Setelah Peter menjawab, Jo Minjoon segera membawa bahan-bahan. Hal pertama yang dia lakukan adalah mencincang bawang merah. Sebenarnya, dia berencana untuk menumis bawang merah dalam minyak yang dia gunakan untuk memanggang dada ayam, bukan, sekarang tenderloin ayam, tapi dia tidak punya cukup waktu untuk melakukan itu.
Dia memasak bawang merah hingga layu, lalu meletakkan herba, keju kambing, sari lemon, dan tarragon ke dalam wajan. Meskipun kau akan merasakan aroma keju yang meleleh, ini enak tapi bergantung pada masing-masing orang, semakin lama kau mencium aromanya semakin membuatmu mual dan Jo Minjoon adalah tipe orang yang demikian.

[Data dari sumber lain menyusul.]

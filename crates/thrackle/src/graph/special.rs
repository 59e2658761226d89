//! Named graph families used in tests and benchmarks.
//!
//! Purpose
//! - Small explicit constructors so tests can rely on them deterministically.
//!
//! Known results for thrackles of these families
//! - Paths, stars and trees are thrackleable.
//! - `C_n` is thrackleable for every `n >= 3` except `n = 4`.
//! - `K_4` contains `C_4` and admits no thrackle.

use super::Graph;

fn build(n: usize, edges: impl IntoIterator<Item = (usize, usize)>) -> Graph {
    let mut g = Graph::new(n);
    for (u, v) in edges {
        let added = g.add_edge(u, v);
        debug_assert!(added.is_ok(), "{added:?}");
    }
    g
}

/// Path `0 - 1 - ... - (n-1)`.
pub fn path(n: usize) -> Graph {
    build(n, (1..n).map(|v| (v - 1, v)))
}

/// Cycle of length `n`.
///
/// Panics if `n < 3`.
pub fn cycle(n: usize) -> Graph {
    assert!(n >= 3, "a cycle needs at least 3 vertices, got {n}");
    build(n, (0..n).map(|v| (v, (v + 1) % n)))
}

/// Star with centre 0 and `leaves` leaves.
pub fn star(leaves: usize) -> Graph {
    build(leaves + 1, (1..=leaves).map(|v| (0, v)))
}

/// Complete graph `K_n`.
pub fn complete(n: usize) -> Graph {
    build(n, (0..n).flat_map(|u| (u + 1..n).map(move |v| (u, v))))
}
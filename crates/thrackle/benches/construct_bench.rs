//! Criterion benches for the constructor and the canonical-form engine.
//!
//! - construct: cycles C5/C7, paths P6, random trees on 7 vertices.
//! - canon: canonical certificate of C7 drawings, registry classification.
//!
//! Results live under `target/criterion`.

use criterion::{black_box, criterion_group, criterion_main, BatchSize, BenchmarkId, Criterion};
use thrackle::api::{
    canonical_certificate, collect_thrackles, count_thrackles, random_tree, special, Registry,
    ReplayToken, SearchCfg,
};

fn fast_cfg() -> SearchCfg {
    SearchCfg {
        limit: None,
        check_invariants: false,
    }
}

fn bench_construct(c: &mut Criterion) {
    let mut group = c.benchmark_group("construct");
    for n in [5usize, 7] {
        let g = special::cycle(n);
        group.bench_function(BenchmarkId::new("cycle", n), |b| {
            b.iter(|| count_thrackles(black_box(&g)).unwrap())
        });
    }
    let p6 = special::path(6);
    group.bench_function(BenchmarkId::new("path", 6), |b| {
        b.iter(|| count_thrackles(black_box(&p6)).unwrap())
    });
    group.bench_function(BenchmarkId::new("random_tree", 7), |b| {
        b.iter_batched(
            || ReplayToken { seed: 42, index: 0 },
            |mut tok| {
                tok.index = tok.index.wrapping_add(1);
                let _ = count_thrackles(&random_tree(7, tok));
            },
            BatchSize::SmallInput,
        )
    });
    group.finish();
}

fn bench_canon(c: &mut Criterion) {
    let mut group = c.benchmark_group("canon");
    let drawings = collect_thrackles(&special::cycle(7), fast_cfg()).unwrap();
    group.bench_function(BenchmarkId::new("canonical_certificate", "C7"), |b| {
        b.iter(|| canonical_certificate(black_box(&drawings[0])).unwrap())
    });
    group.bench_function(BenchmarkId::new("registry", "C7"), |b| {
        b.iter(|| {
            let mut registry = Registry::new();
            for rs in &drawings {
                registry.classify(rs).unwrap();
            }
            registry.unique()
        })
    });
    group.finish();
}

criterion_group!(benches, bench_construct, bench_canon);
criterion_main!(benches);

Tetap saja, itu bagus bahwa aroma sari lemon dan tarragon akan menagkap aroma dari keju. Itu tentu tidak masalah bagi pelanggan karena itu terjadi sebelum mereka memasukkan makanan ke mulut mereka.
“Kaya. Apa tenderloin selesai?”
“Segera. Lalu sausnya?”
“Sudah selesai. Apa yang sebaiknya kita lakukan dengan sausnya? Apakah sebaiknya kita sebar di piring atau dituang di atas tenderloin ayam?”
“Tentu saja kau harus menuangkan di atasnya. Tunggu sebentar. Ini akan segera selesai.”
Kaya berkata seperti itu dan sedang menangani penggorengan di depannya. Dia tampak sangat sibuk. Itu dapat dipahami karena dia sedang menangani sendiri 4 wajan di depannya. Di sebelahnya, Peter berkeringat dan sedang membolak-balik sisi tenderloin ayam.
Jo Minjoon melangkahkan kakinya bukan menuju Kaya melainkan menuju Peter. Kaya tampak melakukannya dengan baik tapi Jo Minjoon was was dengan Peter. Dia selalu berpikir bahwa Peter akan gagal fokus dan membuat kesalahan besar.
Tapi beruntungnya, tidak terjadi hal seperti itu. Ayam tenderloin Peter dipanggang hampir sempurna. Jo Minjoon tidak bisa mengecek bumbu, tapi permukaan luar yang terpanggang terlihat cukup baik, tidak berlebihan juga tidak kurang. Jo Minjoon membuka matanya.
“Apa kau perlu piring?”
“…iya dan terima kasih.”
“Tunggu sebentar.”
Jo Minjoon membawa beberapa piring dan menempatkannya di atas meja memasak. Lalu bertanya-tanya sejenak, apakah sebaiknya menempatkan salad di bawahnya ataukah di samping tenderloin. Namun tidak lama kemudian, saus oriental sudah dituangkan di atas salad. Jika dia menempatkan itu di bawahnya dan seandainya bercampur dengan saus dari tenderloin, hasilnya tidak akan bisa dibayangkan.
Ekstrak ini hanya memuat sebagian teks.